The response must consist of each line in the listing that has the word "Rains" in it.

• Data to use:
Content starts

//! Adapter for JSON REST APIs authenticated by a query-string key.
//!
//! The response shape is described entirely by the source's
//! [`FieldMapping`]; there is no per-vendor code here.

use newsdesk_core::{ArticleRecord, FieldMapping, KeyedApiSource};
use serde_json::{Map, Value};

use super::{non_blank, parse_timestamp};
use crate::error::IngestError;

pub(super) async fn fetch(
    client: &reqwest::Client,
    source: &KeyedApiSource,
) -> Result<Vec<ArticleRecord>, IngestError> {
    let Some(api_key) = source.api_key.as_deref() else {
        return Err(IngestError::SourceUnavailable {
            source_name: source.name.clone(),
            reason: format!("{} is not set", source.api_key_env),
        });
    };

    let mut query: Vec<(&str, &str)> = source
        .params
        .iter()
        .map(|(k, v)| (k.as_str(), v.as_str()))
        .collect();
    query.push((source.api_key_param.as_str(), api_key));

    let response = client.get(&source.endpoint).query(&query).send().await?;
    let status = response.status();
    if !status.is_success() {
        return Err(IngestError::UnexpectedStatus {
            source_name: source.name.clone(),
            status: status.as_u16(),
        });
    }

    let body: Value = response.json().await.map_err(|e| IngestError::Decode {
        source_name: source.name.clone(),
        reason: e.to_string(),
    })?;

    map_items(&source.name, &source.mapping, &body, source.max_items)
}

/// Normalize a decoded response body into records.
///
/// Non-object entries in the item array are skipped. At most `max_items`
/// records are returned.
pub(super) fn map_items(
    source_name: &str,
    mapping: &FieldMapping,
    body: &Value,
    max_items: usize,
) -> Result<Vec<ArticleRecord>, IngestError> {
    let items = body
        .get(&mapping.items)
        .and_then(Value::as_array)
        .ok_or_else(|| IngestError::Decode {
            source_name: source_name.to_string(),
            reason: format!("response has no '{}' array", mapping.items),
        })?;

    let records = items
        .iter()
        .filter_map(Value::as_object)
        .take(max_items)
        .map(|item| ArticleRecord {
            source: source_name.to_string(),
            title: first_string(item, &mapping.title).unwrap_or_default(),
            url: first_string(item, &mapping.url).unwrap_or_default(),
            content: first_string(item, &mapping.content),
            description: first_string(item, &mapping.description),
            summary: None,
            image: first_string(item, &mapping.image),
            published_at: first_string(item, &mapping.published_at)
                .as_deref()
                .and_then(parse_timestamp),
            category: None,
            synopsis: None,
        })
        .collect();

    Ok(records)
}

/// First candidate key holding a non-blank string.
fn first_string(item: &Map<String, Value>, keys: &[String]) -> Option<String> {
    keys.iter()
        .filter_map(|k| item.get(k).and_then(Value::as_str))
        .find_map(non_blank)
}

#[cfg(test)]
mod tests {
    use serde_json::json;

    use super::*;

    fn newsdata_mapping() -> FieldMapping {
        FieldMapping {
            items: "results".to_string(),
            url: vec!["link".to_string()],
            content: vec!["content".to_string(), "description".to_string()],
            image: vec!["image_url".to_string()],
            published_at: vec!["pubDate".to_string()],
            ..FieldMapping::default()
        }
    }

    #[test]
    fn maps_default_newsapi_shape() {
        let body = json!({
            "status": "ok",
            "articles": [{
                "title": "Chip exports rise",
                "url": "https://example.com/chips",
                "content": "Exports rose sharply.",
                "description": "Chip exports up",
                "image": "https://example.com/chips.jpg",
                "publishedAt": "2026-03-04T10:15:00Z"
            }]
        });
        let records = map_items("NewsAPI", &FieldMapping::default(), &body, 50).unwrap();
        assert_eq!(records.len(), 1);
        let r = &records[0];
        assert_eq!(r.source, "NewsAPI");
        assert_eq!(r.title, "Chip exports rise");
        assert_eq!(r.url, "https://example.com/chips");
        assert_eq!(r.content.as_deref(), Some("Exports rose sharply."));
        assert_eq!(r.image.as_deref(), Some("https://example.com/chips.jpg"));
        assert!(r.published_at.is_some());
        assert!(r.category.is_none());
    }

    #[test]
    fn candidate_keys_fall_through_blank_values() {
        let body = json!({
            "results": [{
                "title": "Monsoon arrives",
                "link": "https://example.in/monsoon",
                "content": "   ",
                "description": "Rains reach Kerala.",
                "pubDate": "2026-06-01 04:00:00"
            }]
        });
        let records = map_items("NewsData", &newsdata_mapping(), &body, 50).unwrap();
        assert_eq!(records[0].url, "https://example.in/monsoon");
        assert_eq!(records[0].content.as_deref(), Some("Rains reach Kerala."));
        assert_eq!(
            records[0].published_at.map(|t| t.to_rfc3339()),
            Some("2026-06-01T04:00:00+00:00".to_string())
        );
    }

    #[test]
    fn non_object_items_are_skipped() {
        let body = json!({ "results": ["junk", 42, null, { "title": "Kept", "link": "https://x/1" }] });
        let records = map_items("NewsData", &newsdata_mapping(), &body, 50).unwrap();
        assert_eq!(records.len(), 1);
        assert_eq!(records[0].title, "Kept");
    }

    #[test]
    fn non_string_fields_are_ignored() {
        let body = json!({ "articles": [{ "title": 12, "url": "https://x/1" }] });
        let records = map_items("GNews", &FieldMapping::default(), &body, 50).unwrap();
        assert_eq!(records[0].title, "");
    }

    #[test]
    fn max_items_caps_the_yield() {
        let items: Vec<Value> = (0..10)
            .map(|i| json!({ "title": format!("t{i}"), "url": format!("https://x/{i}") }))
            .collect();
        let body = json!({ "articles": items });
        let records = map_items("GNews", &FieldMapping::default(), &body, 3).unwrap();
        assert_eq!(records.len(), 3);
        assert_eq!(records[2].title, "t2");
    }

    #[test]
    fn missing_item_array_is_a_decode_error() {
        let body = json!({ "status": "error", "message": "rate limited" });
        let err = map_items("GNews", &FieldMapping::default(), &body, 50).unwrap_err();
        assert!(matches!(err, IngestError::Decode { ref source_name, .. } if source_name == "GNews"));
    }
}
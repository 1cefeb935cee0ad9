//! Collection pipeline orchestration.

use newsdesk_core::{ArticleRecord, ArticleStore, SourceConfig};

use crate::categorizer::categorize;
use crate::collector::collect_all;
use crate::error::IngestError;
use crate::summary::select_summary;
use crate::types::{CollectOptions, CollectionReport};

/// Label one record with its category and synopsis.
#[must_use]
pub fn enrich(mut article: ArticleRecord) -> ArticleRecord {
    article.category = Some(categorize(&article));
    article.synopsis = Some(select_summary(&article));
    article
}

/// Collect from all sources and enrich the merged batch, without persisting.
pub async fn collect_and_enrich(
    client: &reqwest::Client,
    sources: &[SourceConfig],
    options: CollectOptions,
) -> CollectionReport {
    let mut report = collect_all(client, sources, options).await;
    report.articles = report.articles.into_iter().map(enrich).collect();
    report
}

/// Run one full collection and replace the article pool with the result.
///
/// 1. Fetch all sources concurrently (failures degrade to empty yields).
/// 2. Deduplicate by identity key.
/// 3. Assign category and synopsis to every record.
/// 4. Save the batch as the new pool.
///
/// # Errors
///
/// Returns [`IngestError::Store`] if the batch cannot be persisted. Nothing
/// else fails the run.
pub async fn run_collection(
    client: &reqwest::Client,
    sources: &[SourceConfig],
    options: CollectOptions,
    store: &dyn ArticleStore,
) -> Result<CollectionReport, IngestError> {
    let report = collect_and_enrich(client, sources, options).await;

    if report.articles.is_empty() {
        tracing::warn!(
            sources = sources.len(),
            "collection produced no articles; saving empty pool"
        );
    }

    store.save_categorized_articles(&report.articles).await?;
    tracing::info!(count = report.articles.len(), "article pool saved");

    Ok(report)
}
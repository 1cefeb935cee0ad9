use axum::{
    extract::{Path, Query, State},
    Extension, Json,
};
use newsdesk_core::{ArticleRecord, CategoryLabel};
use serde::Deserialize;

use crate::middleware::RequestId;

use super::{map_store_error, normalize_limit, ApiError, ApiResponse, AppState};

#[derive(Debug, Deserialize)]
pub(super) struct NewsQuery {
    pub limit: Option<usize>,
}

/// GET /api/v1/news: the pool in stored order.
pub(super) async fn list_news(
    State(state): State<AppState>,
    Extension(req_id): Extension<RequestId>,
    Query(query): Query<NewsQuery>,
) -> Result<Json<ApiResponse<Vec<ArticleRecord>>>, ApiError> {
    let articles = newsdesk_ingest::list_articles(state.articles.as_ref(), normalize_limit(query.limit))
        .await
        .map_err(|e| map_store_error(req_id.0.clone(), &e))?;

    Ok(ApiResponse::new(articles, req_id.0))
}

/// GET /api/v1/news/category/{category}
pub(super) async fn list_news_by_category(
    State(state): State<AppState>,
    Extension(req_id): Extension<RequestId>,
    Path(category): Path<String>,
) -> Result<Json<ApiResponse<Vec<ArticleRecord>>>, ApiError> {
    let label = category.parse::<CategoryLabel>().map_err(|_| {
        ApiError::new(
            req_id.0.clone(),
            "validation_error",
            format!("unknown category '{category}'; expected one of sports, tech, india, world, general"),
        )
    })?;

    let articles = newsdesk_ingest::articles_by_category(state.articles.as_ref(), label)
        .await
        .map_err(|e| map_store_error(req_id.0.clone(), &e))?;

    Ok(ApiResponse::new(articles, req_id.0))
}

Content ends

• Problem solution:
                "description": "Rains reach Kerala.",
        assert_eq!(records[0].content.as_deref(), Some("Rains reach Kerala."));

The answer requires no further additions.